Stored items
---
//! Search command handler

use serde::Serialize;

use crate::cli::parser::SearchArgs;
use crate::config::SearchConfig;
use crate::error::{AppError, AppResult};
use crate::models::MemberTeamDto;
use crate::query::{CountStrategy, Page, PageRequest};
use crate::services::MemberSearchService;

/// Paged search output: the page plus derived navigation fields.
#[derive(Debug, Serialize)]
struct PagedOutput {
    #[serde(flatten)]
    page: Page<MemberTeamDto>,
    total_pages: i64,
    has_next: bool,
    count_strategy: CountStrategy,
}

/// Handler for the search command
pub struct SearchCommandHandler {
    service: MemberSearchService,
    config: SearchConfig,
}

impl SearchCommandHandler {
    pub fn new(service: MemberSearchService, config: SearchConfig) -> Self {
        Self { service, config }
    }

    /// Runs the search and renders the result as pretty JSON.
    ///
    /// With `--count none` every match is returned as a JSON array. Otherwise
    /// the output is one page with its total count.
    ///
    /// # Errors
    /// - `Validation` when paging flags are combined with `--count none` or
    ///   the size exceeds `search.max_page_size`
    /// - `InvalidPageRequest` for a negative page or size
    /// - store errors
    pub async fn execute(&self, args: &SearchArgs) -> AppResult<String> {
        let condition = args.condition();
        let strategy = match args.count {
            Some(mode) => mode.strategy(),
            None => Some(self.config.count_strategy),
        };

        let Some(strategy) = strategy else {
            if args.page.is_some() || args.size.is_some() {
                return Err(AppError::Validation {
                    field: "count".to_string(),
                    reason: "--page and --size cannot be used with --count none".to_string(),
                });
            }
            let rows = self.service.search(&condition).await?;
            return render(&rows);
        };

        let page = self.page_request(args)?;
        let page = self.service.search_page(&condition, page, strategy).await?;
        render(&PagedOutput {
            total_pages: page.total_pages(),
            has_next: page.has_next(),
            count_strategy: strategy,
            page,
        })
    }

    fn page_request(&self, args: &SearchArgs) -> AppResult<PageRequest> {
        let size = args.size.unwrap_or(self.config.default_page_size);
        if size > self.config.max_page_size {
            return Err(AppError::Validation {
                field: "size".to_string(),
                reason: format!(
                    "Page size {} exceeds the maximum of {}",
                    size, self.config.max_page_size
                ),
            });
        }
        PageRequest::of_page(args.page.unwrap_or(0), size)
    }
}

fn render<T: Serialize>(value: &T) -> AppResult<String> {
    serde_json::to_string_pretty(value).map_err(|e| AppError::Internal {
        source: anyhow::Error::from(e),
    })
}

#[cfg(test)]
mod tests {
    use std::sync::Arc;

    use serde_json::Value;

    use super::*;
    use crate::cli::parser::CountMode;
    use crate::repositories::InMemoryMemberStore;
    use crate::seed::seed_fixture;

    async fn handler(config: SearchConfig) -> SearchCommandHandler {
        let store = Arc::new(InMemoryMemberStore::new());
        seed_fixture(store.as_ref()).await.unwrap();
        SearchCommandHandler::new(MemberSearchService::new(store), config)
    }

    fn parse(output: &str) -> Value {
        serde_json::from_str(output).unwrap()
    }

    #[tokio::test]
    async fn test_paged_output_uses_config_defaults() {
        let handler = handler(SearchConfig::default()).await;

        let output = parse(&handler.execute(&SearchArgs::default()).await.unwrap());

        assert_eq!(output["content"].as_array().unwrap().len(), 4);
        assert_eq!(output["total_count"], 4);
        assert_eq!(output["page_size"], 20);
        assert_eq!(output["total_pages"], 1);
        assert_eq!(output["has_next"], false);
        assert_eq!(output["count_strategy"], "complex");
    }

    #[tokio::test]
    async fn test_second_page() {
        let handler = handler(SearchConfig::default()).await;
        let args = SearchArgs {
            page: Some(1),
            size: Some(2),
            count: Some(CountMode::Simple),
            ..SearchArgs::default()
        };

        let output = parse(&handler.execute(&args).await.unwrap());

        assert_eq!(output["content"][0]["username"], "member3");
        assert_eq!(output["content"][1]["team_name"], "teamB");
        assert_eq!(output["page_index"], 1);
        assert_eq!(output["total_count"], 4);
        assert_eq!(output["count_strategy"], "simple");
    }

    #[tokio::test]
    async fn test_unpaged_search() {
        let handler = handler(SearchConfig::default()).await;
        let args = SearchArgs {
            age_goe: Some(20),
            age_loe: Some(30),
            count: Some(CountMode::None),
            ..SearchArgs::default()
        };

        let output = parse(&handler.execute(&args).await.unwrap());
        let names: Vec<_> = output
            .as_array()
            .unwrap()
            .iter()
            .map(|row| row["username"].as_str().unwrap().to_string())
            .collect();

        assert_eq!(names, ["member2", "member3"]);
    }

    #[tokio::test]
    async fn test_paging_flags_rejected_without_count() {
        let handler = handler(SearchConfig::default()).await;
        let args = SearchArgs {
            size: Some(5),
            count: Some(CountMode::None),
            ..SearchArgs::default()
        };

        match handler.execute(&args).await {
            Err(AppError::Validation { field, .. }) => assert_eq!(field, "count"),
            other => panic!("Expected Validation error, got {:?}", other),
        }
    }

    #[tokio::test]
    async fn test_size_above_maximum() {
        let handler = handler(SearchConfig::default()).await;
        let args = SearchArgs {
            size: Some(101),
            ..SearchArgs::default()
        };

        match handler.execute(&args).await {
            Err(AppError::Validation { field, .. }) => assert_eq!(field, "size"),
            other => panic!("Expected Validation error, got {:?}", other),
        }
    }

    #[tokio::test]
    async fn test_last_addressable_page() {
        let handler = handler(SearchConfig::default()).await;
        let args = SearchArgs {
            page: Some(i64::MAX),
            size: Some(1),
            ..SearchArgs::default()
        };

        let output = parse(&handler.execute(&args).await.unwrap());

        assert!(output["content"].as_array().unwrap().is_empty());
        assert_eq!(output["total_count"], 4);
        assert_eq!(output["total_pages"], 4);
        assert_eq!(output["has_next"], false);
    }

    #[tokio::test]
    async fn test_negative_page() {
        let handler = handler(SearchConfig::default()).await;
        let args = SearchArgs {
            page: Some(-1),
            ..SearchArgs::default()
        };

        assert!(matches!(
            handler.execute(&args).await,
            Err(AppError::InvalidPageRequest { .. })
        ));
    }
}
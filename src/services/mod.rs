//! Service layer for member search.
//!
//! Services encapsulate the search rules and coordinate with the
//! [`MemberStore`](crate::repositories::MemberStore) seam.

mod member_search_service;

pub use member_search_service::MemberSearchService;
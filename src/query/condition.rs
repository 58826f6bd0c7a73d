//! Search conditions and their translation into filters.

use serde::{Deserialize, Serialize};

use crate::query::filter::{Clause, MemberFilter};

/// Optional search fields for the member/team search.
///
/// Every field is optional; a condition with nothing set matches every row.
#[derive(Debug, Clone, Default, PartialEq, Eq, Serialize, Deserialize)]
pub struct MemberSearchCondition {
    username: Option<String>,
    team_name: Option<String>,
    age_goe: Option<i32>,
    age_loe: Option<i32>,
}

impl MemberSearchCondition {
    pub fn new() -> Self {
        Self::default()
    }

    pub fn with_username(mut self, username: impl Into<String>) -> Self {
        self.username = Some(username.into());
        self
    }

    pub fn with_team_name(mut self, team_name: impl Into<String>) -> Self {
        self.team_name = Some(team_name.into());
        self
    }

    pub fn with_age_goe(mut self, age: i32) -> Self {
        self.age_goe = Some(age);
        self
    }

    pub fn with_age_loe(mut self, age: i32) -> Self {
        self.age_loe = Some(age);
        self
    }

    pub fn username(&self) -> Option<&str> {
        self.username.as_deref()
    }

    pub fn team_name(&self) -> Option<&str> {
        self.team_name.as_deref()
    }

    pub fn age_goe(&self) -> Option<i32> {
        self.age_goe
    }

    pub fn age_loe(&self) -> Option<i32> {
        self.age_loe
    }

    /// True when no field is set.
    pub fn is_empty(&self) -> bool {
        self.username.is_none()
            && self.team_name.is_none()
            && self.age_goe.is_none()
            && self.age_loe.is_none()
    }

    /// Composes the filter for this condition.
    pub fn to_filter(&self) -> MemberFilter {
        compose(self)
    }
}

/// Turns a search condition into a filter.
///
/// Clauses are applied in field order (username, team name, lower age bound,
/// upper age bound). Absent fields add nothing; an empty condition yields
/// [`MemberFilter::all`].
pub fn compose(condition: &MemberSearchCondition) -> MemberFilter {
    MemberFilter::all().and_all([
        username_eq(condition.username()),
        team_name_eq(condition.team_name()),
        age_goe(condition.age_goe()),
        age_loe(condition.age_loe()),
    ])
}

pub fn username_eq(username: Option<&str>) -> Option<Clause> {
    username.map(|username| Clause::UsernameEq(username.to_string()))
}

pub fn team_name_eq(team_name: Option<&str>) -> Option<Clause> {
    team_name.map(|name| Clause::TeamNameEq(name.to_string()))
}

pub fn age_eq(age: Option<i32>) -> Option<Clause> {
    age.map(Clause::AgeEq)
}

pub fn age_goe(age: Option<i32>) -> Option<Clause> {
    age.map(Clause::AgeGoe)
}

pub fn age_loe(age: Option<i32>) -> Option<Clause> {
    age.map(Clause::AgeLoe)
}

/// Username and exact-age filter.
///
/// Either side may be absent. Each operand is checked before it is combined,
/// so `all_eq(None, Some(10))` is just the age clause and `all_eq(None, None)`
/// matches everything.
pub fn all_eq(username: Option<&str>, age: Option<i32>) -> MemberFilter {
    MemberFilter::all()
        .and(username_eq(username))
        .and(age_eq(age))
}
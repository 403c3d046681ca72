//! Structured error handling for webhook operations.

use hipstr::HipStr;
use strum::{AsRefStr, Display, EnumString, IntoStaticStr};
use thiserror::Error;

/// Type alias for boxed dynamic errors that can be sent across threads.
pub type BoxedError = Box<dyn std::error::Error + Send + Sync>;

/// Type alias for Results with our custom Error type.
pub type Result<T, E = Error> = std::result::Result<T, E>;

/// Categories of errors that can occur in webhook operations.
#[derive(Debug, Clone, Copy, PartialEq, Eq, Hash, Default)]
#[derive(AsRefStr, Display, EnumString, IntoStaticStr)]
#[strum(serialize_all = "snake_case")]
pub enum ErrorKind {
    /// Input validation failed.
    InvalidInput,
    /// Network-related error occurred.
    NetworkError,
    /// Authentication failed.
    Authentication,
    /// Authorization failed.
    Authorization,
    /// Rate limit exceeded.
    RateLimited,
    /// Service temporarily unavailable.
    ServiceUnavailable,
    /// Internal service error.
    InternalError,
    /// External service error.
    ExternalError,
    /// Configuration error.
    Configuration,
    /// Resource not found.
    NotFound,
    /// Timeout occurred.
    Timeout,
    /// Serialization/deserialization error.
    Serialization,
    /// Unknown error occurred.
    #[default]
    Unknown,
}

impl ErrorKind {
    /// Check if this error kind is typically retryable.
    #[must_use]
    pub const fn is_retryable(&self) -> bool {
        matches!(
            self,
            Self::NetworkError | Self::Timeout | Self::ServiceUnavailable | Self::RateLimited
        )
    }
}

/// Structured error type with classification and context tracking.
#[must_use]
#[derive(Debug, Error)]
#[error("[{kind}]{}", message.as_ref().map(|m| format!(": {m}")).unwrap_or_default())]
pub struct Error {
    /// The kind of error that occurred.
    pub kind: ErrorKind,
    /// Primary error message.
    pub message: Option<HipStr<'static>>,
    /// Underlying source error, if any.
    #[source]
    pub source: Option<BoxedError>,
    /// Additional context information.
    pub context: Option<HipStr<'static>>,
}

impl Error {
    /// Creates a new error with the given kind.
    pub fn new(kind: ErrorKind) -> Self {
        Self {
            kind,
            message: None,
            source: None,
            context: None,
        }
    }

    /// Creates a new error from a source error.
    pub fn from_source(kind: ErrorKind, source: impl Into<BoxedError>) -> Self {
        Self {
            kind,
            message: None,
            source: Some(source.into()),
            context: None,
        }
    }

    /// Adds a message to this error.
    pub fn with_message(mut self, message: impl Into<HipStr<'static>>) -> Self {
        self.message = Some(message.into());
        self
    }

    /// Sets the source of the error.
    pub fn with_source(mut self, source: impl Into<BoxedError>) -> Self {
        self.source = Some(source.into());
        self
    }

    /// Adds context to the error.
    pub fn with_context(mut self, context: impl Into<HipStr<'static>>) -> Self {
        self.context = Some(context.into());
        self
    }

    /// Check if this error is retryable based on its kind.
    #[must_use]
    pub const fn is_retryable(&self) -> bool {
        self.kind.is_retryable()
    }
}

impl From<std::io::Error> for Error {
    fn from(error: std::io::Error) -> Self {
        Self::from_source(ErrorKind::InternalError, error).with_message("I/O operation failed")
    }
}

impl From<std::string::FromUtf8Error> for Error {
    fn from(error: std::string::FromUtf8Error) -> Self {
        Self::from_source(ErrorKind::Serialization, error).with_message("Invalid UTF-8 encoding")
    }
}

impl From<std::str::Utf8Error> for Error {
    fn from(error: std::str::Utf8Error) -> Self {
        Self::from_source(ErrorKind::Serialization, error).with_message("Invalid UTF-8 encoding")
    }
}

#[cfg(test)]
mod tests {
    use std::str::FromStr;

    use super::*;

    #[test]
    fn test_error_new() {
        let error = Error::new(ErrorKind::Unknown);
        assert_eq!(error.kind, ErrorKind::Unknown);
        assert!(error.message.is_none());
        assert!(error.source.is_none());
        assert!(error.context.is_none());
    }

    #[test]
    fn test_error_builder_pattern() {
        let error = Error::new(ErrorKind::Configuration)
            .with_message("bad config")
            .with_context("additional context");

        assert_eq!(error.kind, ErrorKind::Configuration);
        assert_eq!(error.message.as_deref(), Some("bad config"));
        assert_eq!(error.context.as_deref(), Some("additional context"));
    }

    #[test]
    fn test_error_display() {
        let error = Error::new(ErrorKind::InternalError).with_message("test error");

        let display_str = error.to_string();
        assert!(display_str.contains("internal_error"));
        assert!(display_str.contains("test error"));
    }

    #[test]
    fn test_error_from_io() {
        let io_error = std::io::Error::new(std::io::ErrorKind::NotFound, "file not found");
        let error = Error::from(io_error);

        assert_eq!(error.kind, ErrorKind::InternalError);
        assert_eq!(error.message.as_deref(), Some("I/O operation failed"));
        assert!(error.source.is_some());
    }

    #[test]
    fn test_is_retryable() {
        let retryable = Error::new(ErrorKind::NetworkError);
        assert!(retryable.is_retryable());

        let retryable = Error::new(ErrorKind::ServiceUnavailable);
        assert!(retryable.is_retryable());

        let not_retryable = Error::new(ErrorKind::InvalidInput);
        assert!(!not_retryable.is_retryable());
    }

    #[test]
    fn test_from_source() {
        let source = std::io::Error::other("underlying error");
        let error = Error::from_source(ErrorKind::ExternalError, source);

        assert!(error.source.is_some());
        assert_eq!(error.kind, ErrorKind::ExternalError);
    }

    #[test]
    fn test_default() {
        assert_eq!(ErrorKind::default(), ErrorKind::Unknown);
    }

    #[test]
    fn test_from_str() {
        assert_eq!(
            ErrorKind::from_str("not_found").unwrap(),
            ErrorKind::NotFound
        );
        assert_eq!(ErrorKind::from_str("timeout").unwrap(), ErrorKind::Timeout);
        assert_eq!(ErrorKind::from_str("unknown").unwrap(), ErrorKind::Unknown);
        assert!(ErrorKind::from_str("invalid").is_err());
    }

    #[test]
    fn test_retryable() {
        assert!(ErrorKind::NetworkError.is_retryable());
        assert!(ErrorKind::Timeout.is_retryable());
        assert!(ErrorKind::ServiceUnavailable.is_retryable());
        assert!(ErrorKind::RateLimited.is_retryable());

        assert!(!ErrorKind::InvalidInput.is_retryable());
        assert!(!ErrorKind::Authentication.is_retryable());
        assert!(!ErrorKind::NotFound.is_retryable());
        assert!(!ErrorKind::Unknown.is_retryable());
    }
}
---
■ Task
The word "IntoStaticStr" appears in how many lines of the records? Give the number only.

■ Exercise solution
2